Intervista rilasciata da Enrico Letta aTommaso Ciriaco, pubblicata su la Repubblica, domenica 3 febbraio

II Pd non intende mettere  mano all`articolo 18, allo  Statuto dei lavoratori e alla riforma  delle pensioni. Lo assicura il vicesegretario dei democratici Enrico Letta. «Basta con le riforme  “mega” ed epocali».

 

Resta invece possibile il confronto fra progressisti e moderati, ma serve disponibilità reciproca: «Per dialogare bisogna essere in due.  La nostra disponibilità c`è, Monti ha la stessa volontà?»,

 

Il premier sembra deciso a intervenire sul mercato del lavoro e delle pensioni.  «L`idea di ricominciare un`altra  legislatura con due riforme  epocali delle pensioni e del lavoro è da mettere da parte. Non è utile riaprire discussioni ideologiche».

 

Quali sono invece le priorità?  «Noi faremo di tutto per intervenire sul cuneo fiscale, riducendolo sul contratto a tempo indeterminato per dare più soldi in busta paga ai lavoratori e incentivare  i consumi. Servono interventi anche per disincentivare  il lavoro nero e l`utilizzo del lavoro flessibile per funzioni da lavoro a tempo indeterminato. L’obiettivo è portare avanti la lotta alla precarietà, che è il vero male del nostro tempo».

 

Insomma, è tempo di interventi mirati?  «Io parlo del “cacciavite”. Basta con le riforme “mega” ed epocali, che dai tempi del pacchetto Treu occupano per due anni il dibattito e generano molte tensioni sociali negative. Non dobbiamo rivoluzionare, solo aggiustare con il cacciavite».

 

Stesso discorso anche per le pensioni? «Non voglio approfittare di questo cortocircuito mediatico. È comunque assolutamente sbagliato ricominciare daccapo. Dobbiamo soltanto risolvere la questione degli esodati anno dopo anno».

 

L`articolo 18 invece va modificato ancora?  «Ridiscutere l`articolo 18 senza avere ancora visto come funziona la sua applicazione dopo la legge Fornero è una scelta che non condivido e che non giudico rispettosa di quanto fatto finora.

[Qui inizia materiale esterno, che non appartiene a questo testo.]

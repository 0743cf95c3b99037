//! On-disk layout of an [`InvertedIndex`].
//!
//! An index directory holds four files:
//!
//! - `meta.json`: format version, creation time and corpus statistics
//! - `dictionary.bin`: terms in id order with their corpus counts
//! - `docs.bin`: per-document length, distinct-term count and external id
//! - `postings.bin`: one postings list per term id
//!
//! Saves write all four files into `.staging/` inside the index directory,
//! then swap them in one by one (`meta.json` leaves first and arrives last).
//! Other files in the directory are never touched. If the swap fails
//! partway, the previous files are moved back from `.previous/`.

use crate::error::{Error, Result};
use crate::index::InvertedIndex;
use crate::postings::{DocMeta, Posting, PostingsStore};
use serde::de::DeserializeOwned;
use serde::{Deserialize, Serialize};
use std::fs::{self, File};
use std::io::{self, BufReader, BufWriter, Read, Write};
use std::path::{Path, PathBuf};

pub const FORMAT_VERSION: u32 = 1;

/// Files owned by an index directory, `meta.json` last.
const INDEX_FILES: [&str; 4] = ["dictionary.bin", "docs.bin", "postings.bin", "meta.json"];

#[derive(Debug, Clone, PartialEq, Serialize, Deserialize)]
pub struct MetaFile {
    pub version: u32,
    pub created_at: String,
    pub num_docs: u32,
    pub num_terms: u32,
    pub total_terms: u64,
    pub avg_dl: f64,
}

#[derive(Debug, Serialize, Deserialize)]
struct TermEntry {
    term: String,
    corpus_count: u64,
}

#[derive(Debug, Clone)]
pub struct IndexPaths {
    pub root: PathBuf,
}

impl IndexPaths {
    pub fn new<P: AsRef<Path>>(root: P) -> Self {
        Self { root: root.as_ref().to_path_buf() }
    }
    fn in_dir(&self, dir: &Path) -> Self { Self { root: dir.to_path_buf() } }
    pub fn meta(&self) -> PathBuf { self.root.join("meta.json") }
    pub fn dictionary(&self) -> PathBuf { self.root.join("dictionary.bin") }
    pub fn docs(&self) -> PathBuf { self.root.join("docs.bin") }
    pub fn postings(&self) -> PathBuf { self.root.join("postings.bin") }

    /// True if the directory looks like a saved index.
    pub fn exists(&self) -> bool { self.meta().is_file() }

    fn staging(&self) -> PathBuf { self.root.join(".staging") }
    fn backup(&self) -> PathBuf { self.root.join(".previous") }
}

fn write_bin<T: Serialize + ?Sized>(path: &Path, value: &T) -> Result<()> {
    let f = File::create(path).map_err(|e| Error::io(path, e))?;
    let mut w = BufWriter::new(f);
    bincode::serialize_into(&mut w, value).map_err(|e| match *e {
        bincode::ErrorKind::Io(io) => Error::io(path, io),
        other => Error::encode(path, other),
    })?;
    w.flush().map_err(|e| Error::io(path, e))
}

fn read_bin<T: DeserializeOwned>(path: &Path) -> Result<T> {
    let mut f = File::open(path).map_err(|e| Error::io(path, e))?;
    let mut buf = Vec::new();
    f.read_to_end(&mut buf).map_err(|e| Error::io(path, e))?;
    bincode::deserialize(&buf).map_err(|e| Error::decode(path, e))
}

pub fn save_meta(paths: &IndexPaths, meta: &MetaFile) -> Result<()> {
    let path = paths.meta();
    let json = serde_json::to_string_pretty(meta).map_err(|e| Error::encode(&path, e))?;
    fs::write(&path, json).map_err(|e| Error::io(&path, e))
}

pub fn load_meta(paths: &IndexPaths) -> Result<MetaFile> {
    let path = paths.meta();
    let f = File::open(&path).map_err(|e| Error::io(&path, e))?;
    let meta: MetaFile = serde_json::from_reader(BufReader::new(f)).map_err(|e| Error::decode(&path, e))?;
    if meta.version != FORMAT_VERSION {
        return Err(Error::UnsupportedVersion { found: meta.version, expected: FORMAT_VERSION });
    }
    Ok(meta)
}

fn write_files(paths: &IndexPaths, index: &InvertedIndex) -> Result<()> {
    let store = index.store();
    let dictionary: Vec<TermEntry> = index
        .terms()
        .iter()
        .zip(store.corpus_counts())
        .map(|(term, &corpus_count)| TermEntry { term: term.clone(), corpus_count })
        .collect();
    write_bin(&paths.dictionary(), &dictionary)?;
    write_bin(&paths.docs(), store.documents())?;
    write_bin(&paths.postings(), store.lists())?;

    let stats = index.corpus_stats();
    let meta = MetaFile {
        version: FORMAT_VERSION,
        created_at: time::OffsetDateTime::now_utc()
            .format(&time::format_description::well_known::Rfc3339)
            .unwrap_or_default(),
        num_docs: stats.num_docs,
        num_terms: index.num_terms() as u32,
        total_terms: stats.total_terms,
        avg_dl: stats.avg_dl,
    };
    save_meta(paths, &meta)
}

fn remove_dir_if_present(dir: &Path) -> Result<()> {
    match fs::remove_dir_all(dir) {
        Err(e) if e.kind() != io::ErrorKind::NotFound => Err(Error::io(dir, e)),
        _ => Ok(()),
    }
}

/// Writes `index` into `paths.root`, replacing the index files already there
/// and leaving every other file alone.
pub fn save_index(paths: &IndexPaths, index: &InvertedIndex) -> Result<()> {
    save_index_with(paths, index, |from, to| fs::rename(from, to))
}

fn save_index_with<F>(paths: &IndexPaths, index: &InvertedIndex, rename: F) -> Result<()>
where
    F: FnMut(&Path, &Path) -> io::Result<()>,
{
    fs::create_dir_all(&paths.root).map_err(|e| Error::io(&paths.root, e))?;
    let staging = paths.in_dir(&paths.staging());
    let backup = paths.backup();
    remove_dir_if_present(&staging.root)?;
    remove_dir_if_present(&backup)?;
    fs::create_dir(&staging.root).map_err(|e| Error::io(&staging.root, e))?;

    let result = write_files(&staging, index).and_then(|()| swap_in(paths, &staging.root, &backup, rename));
    let _ = fs::remove_dir_all(&staging.root);
    if let Err(e) = result {
        // only empty once every previous file went back
        let _ = fs::remove_dir(&backup);
        return Err(e);
    }
    let _ = fs::remove_dir_all(&backup);

    tracing::info!(path = %paths.root.display(), num_docs = index.corpus_stats().num_docs, "index saved");
    Ok(())
}

/// Moves the current index files into `backup` and the staged ones into
/// place. On failure the files already moved are put back.
fn swap_in<F>(paths: &IndexPaths, staging: &Path, backup: &Path, mut rename: F) -> Result<()>
where
    F: FnMut(&Path, &Path) -> io::Result<()>,
{
    fs::create_dir(backup).map_err(|e| Error::io(backup, e))?;
    let mut retired: Vec<&str> = Vec::new();
    let mut installed: Vec<&str> = Vec::new();

    let mut step = || -> Result<()> {
        for name in INDEX_FILES.iter().rev() {
            let current = paths.root.join(name);
            if current.exists() {
                rename(&current, &backup.join(name)).map_err(|e| Error::io(&current, e))?;
                retired.push(*name);
            }
        }
        for name in INDEX_FILES {
            let target = paths.root.join(name);
            rename(&staging.join(name), &target).map_err(|e| Error::io(&target, e))?;
            installed.push(name);
        }
        Ok(())
    };
    let outcome = step();

    if outcome.is_err() {
        for name in &installed {
            let _ = fs::remove_file(paths.root.join(name));
        }
        for name in retired.iter().rev() {
            if let Err(e) = fs::rename(backup.join(name), paths.root.join(name)) {
                tracing::warn!(file = %name, error = %e, "could not restore previous index file");
            }
        }
    }
    outcome
}

pub fn load_index(paths: &IndexPaths) -> Result<InvertedIndex> {
    let meta = load_meta(paths)?;
    let dictionary: Vec<TermEntry> = read_bin(&paths.dictionary())?;
    let docs: Vec<DocMeta> = read_bin(&paths.docs())?;
    let lists: Vec<Vec<Posting>> = read_bin(&paths.postings())?;

    if dictionary.len() != meta.num_terms as usize || docs.len() != meta.num_docs as usize {
        return Err(Error::Inconsistent(format!(
            "meta.json declares {} docs / {} terms, files hold {} / {}",
            meta.num_docs,
            meta.num_terms,
            docs.len(),
            dictionary.len()
        )));
    }
    if lists.len() != dictionary.len() {
        return Err(Error::Inconsistent(format!("{} terms but {} postings lists", dictionary.len(), lists.len())));
    }

    let (terms, counts): (Vec<String>, Vec<u64>) = dictionary.into_iter().map(|e| (e.term, e.corpus_count)).unzip();
    let store = PostingsStore::from_parts(lists, counts, docs)?;
    let index = InvertedIndex::from_parts(terms, store);

    let stats = index.corpus_stats();
    if stats.total_terms != meta.total_terms || stats.avg_dl.to_bits() != meta.avg_dl.to_bits() {
        return Err(Error::Inconsistent(format!(
            "stored statistics (total {}, avg {}) disagree with documents (total {}, avg {})",
            meta.total_terms, meta.avg_dl, stats.total_terms, stats.avg_dl
        )));
    }

    tracing::info!(path = %paths.root.display(), num_docs = stats.num_docs, num_terms = index.num_terms(), "index loaded");
    Ok(index)
}

impl InvertedIndex {
    pub fn save<P: AsRef<Path>>(&self, path: P) -> Result<()> {
        save_index(&IndexPaths::new(path), self)
    }

    pub fn load<P: AsRef<Path>>(path: P) -> Result<Self> {
        load_index(&IndexPaths::new(path))
    }
}

#[cfg(test)]
mod tests {
    use super::*;
    use crate::index::Document;
    use tempfile::tempdir;

    #[test]
    fn save_replaces_previous_index() {
        let dir = tempdir().unwrap();
        let root = dir.path().join("idx");
        InvertedIndex::build(vec![Document::new(["one"])]).unwrap().save(&root).unwrap();
        InvertedIndex::build(vec![Document::new(["two"]), Document::new(["three"])]).unwrap().save(&root).unwrap();

        let loaded = InvertedIndex::load(&root).unwrap();
        assert_eq!(loaded.corpus_stats().num_docs, 2);
        assert_eq!(loaded.term_id("one"), None);
        assert!(!root.join(".staging").exists());
        assert!(!root.join(".previous").exists());
    }

    #[test]
    fn save_leaves_other_files_alone() {
        let dir = tempdir().unwrap();
        fs::write(dir.path().join("corpus.dat"), "wing lift\n").unwrap();
        fs::create_dir(dir.path().join("runs")).unwrap();
        fs::write(dir.path().join("runs").join("q1.txt"), "0 1.5\n").unwrap();

        InvertedIndex::build(vec![Document::new(["wing", "lift"])]).unwrap().save(dir.path()).unwrap();
        InvertedIndex::build(vec![Document::new(["drag"])]).unwrap().save(dir.path()).unwrap();

        assert_eq!(fs::read_to_string(dir.path().join("corpus.dat")).unwrap(), "wing lift\n");
        assert!(dir.path().join("runs").join("q1.txt").is_file());
        assert_eq!(InvertedIndex::load(dir.path()).unwrap().term_id("drag"), Some(0));
    }

    #[test]
    fn failed_swap_restores_previous_index() {
        let dir = tempdir().unwrap();
        let paths = IndexPaths::new(dir.path());
        fs::write(dir.path().join("notes.txt"), "keep").unwrap();
        InvertedIndex::build(vec![Document::new(["old"])]).unwrap().save(dir.path()).unwrap();
        let replacement = InvertedIndex::build(vec![Document::new(["new"]), Document::new(["new"])]).unwrap();

        // four renames park the old files; fail on every step of the swap
        for fail_at in 1..=8 {
            let mut calls = 0;
            let result = save_index_with(&paths, &replacement, |from, to| {
                calls += 1;
                if calls == fail_at {
                    return Err(io::Error::new(io::ErrorKind::Other, "disk full"));
                }
                fs::rename(from, to)
            });
            assert!(matches!(result, Err(Error::Io { .. })), "rename {fail_at}");

            let loaded = InvertedIndex::load(dir.path()).unwrap();
            assert_eq!(loaded.term_id("old"), Some(0), "rename {fail_at}");
            assert_eq!(loaded.corpus_stats().num_docs, 1);
            assert!(!paths.staging().exists());
            assert!(!paths.backup().exists());
            assert_eq!(fs::read_to_string(dir.path().join("notes.txt")).unwrap(), "keep");
        }
    }

    #[test]
    fn failed_first_save_leaves_no_index() {
        let dir = tempdir().unwrap();
        let paths = IndexPaths::new(dir.path().join("idx"));
        let index = InvertedIndex::build(vec![Document::new(["a"])]).unwrap();
        let result = save_index_with(&paths, &index, |from, to| {
            if to.ends_with("postings.bin") {
                return Err(io::Error::new(io::ErrorKind::Other, "disk full"));
            }
            fs::rename(from, to)
        });
        assert!(result.is_err());
        assert!(!paths.exists());
        assert!(!paths.dictionary().exists());
        assert!(!paths.staging().exists());
    }

    #[test]
    fn save_through_parent_component() {
        let dir = tempdir().unwrap();
        let dotted = dir.path().join("sub").join("..");
        InvertedIndex::build(vec![Document::new(["a", "b"])]).unwrap().save(&dotted).unwrap();
        InvertedIndex::build(vec![Document::new(["c"])]).unwrap().save(&dotted).unwrap();

        assert_eq!(InvertedIndex::load(dir.path()).unwrap().term_id("c"), Some(0));
        assert!(!dir.path().join(".staging").exists());
        assert!(!dir.path().join(".previous").exists());
    }

    #[test]
    fn unserializable_value_is_an_encode_error() {
        struct Unrepresentable;
        impl Serialize for Unrepresentable {
            fn serialize<S: serde::Serializer>(&self, _: S) -> std::result::Result<S::Ok, S::Error> {
                Err(serde::ser::Error::custom("no binary form"))
            }
        }
        let dir = tempdir().unwrap();
        let path = dir.path().join("x.bin");
        match write_bin(&path, &Unrepresentable) {
            Err(Error::Encode { path: p, reason }) => {
                assert_eq!(p, path);
                assert!(reason.contains("no binary form"));
            }
            other => panic!("expected encode failure, got {other:?}"),
        }
    }

    #[test]
    fn missing_directory_is_io_failure_with_path() {
        let dir = tempdir().unwrap();
        let root = dir.path().join("absent");
        match InvertedIndex::load(&root) {
            Err(Error::Io { path, .. }) => assert_eq!(path, root.join("meta.json")),
            other => panic!("expected io failure, got {other:?}"),
        }
    }

    #[test]
    fn wrong_version_is_rejected() {
        let dir = tempdir().unwrap();
        let paths = IndexPaths::new(dir.path());
        InvertedIndex::build(vec![Document::new(["a"])]).unwrap().save(dir.path()).unwrap();
        let mut meta = load_meta(&paths).unwrap();
        meta.version = 99;
        fs::write(paths.meta(), serde_json::to_string(&meta).unwrap()).unwrap();
        assert!(matches!(InvertedIndex::load(dir.path()), Err(Error::UnsupportedVersion { found: 99, .. })));
    }

    #[test]
    fn corrupt_postings_are_reported() {
        let dir = tempdir().unwrap();
        let paths = IndexPaths::new(dir.path());
        InvertedIndex::build(vec![Document::new(["a", "b"])]).unwrap().save(dir.path()).unwrap();
        fs::write(paths.postings(), b"\x01").unwrap();
        assert!(matches!(InvertedIndex::load(dir.path()), Err(Error::Decode { .. })));
    }
}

Eventualmente occorrerà aggiustare e modificare con il cacciavite, ma riaprire una discussione è profondamente sbagliato».

 

Ma davvero si può archiviare lo Statuto dei lavoratori? «Riaprire una discussione ideologica su tutto il mercato è profondamente sbagliato. Noi guardiamo invece alla proposta avanzata dal nostro capolista Dell`Aringa, che propone “l`adozione” di alcune categorie di disoccupati».

 

Intanto il premier accusa la sinistra di non aver collaborato per riformare il mercato del lavoro nell`anno di governo.  «Respingo quanto ha detto, abbiamo sempre lavorato per consentire accordi e intese, abbiamo fatto un lavoro sociale  molto importante».

 

Su queste basi si complica l`intesa dopo le elezioni? «Ognuno in campagna elettorale tira fuori le proprie tesi. Di tutto questo dovremo parlare il giorno dopo il voto. Noi puntiamo alla maggioranza assoluta e all`autosufficienza. Siamo disponibili a dialogare, ma bisogna essere in due. La nostra disponibilità c`è, ma se ripenso alle offese di Monti al Pd di due giorni fa mi chiedo se da parte sua ci sia la stessa volontà».

 

Tirando le somme, chi si è allontano dall`agenda Monti, il Pd o il premier? «L`agenda Monti apparteneva al tempo in cui il governo era terzo rispetto ai partiti. Un tempo che non c`è più».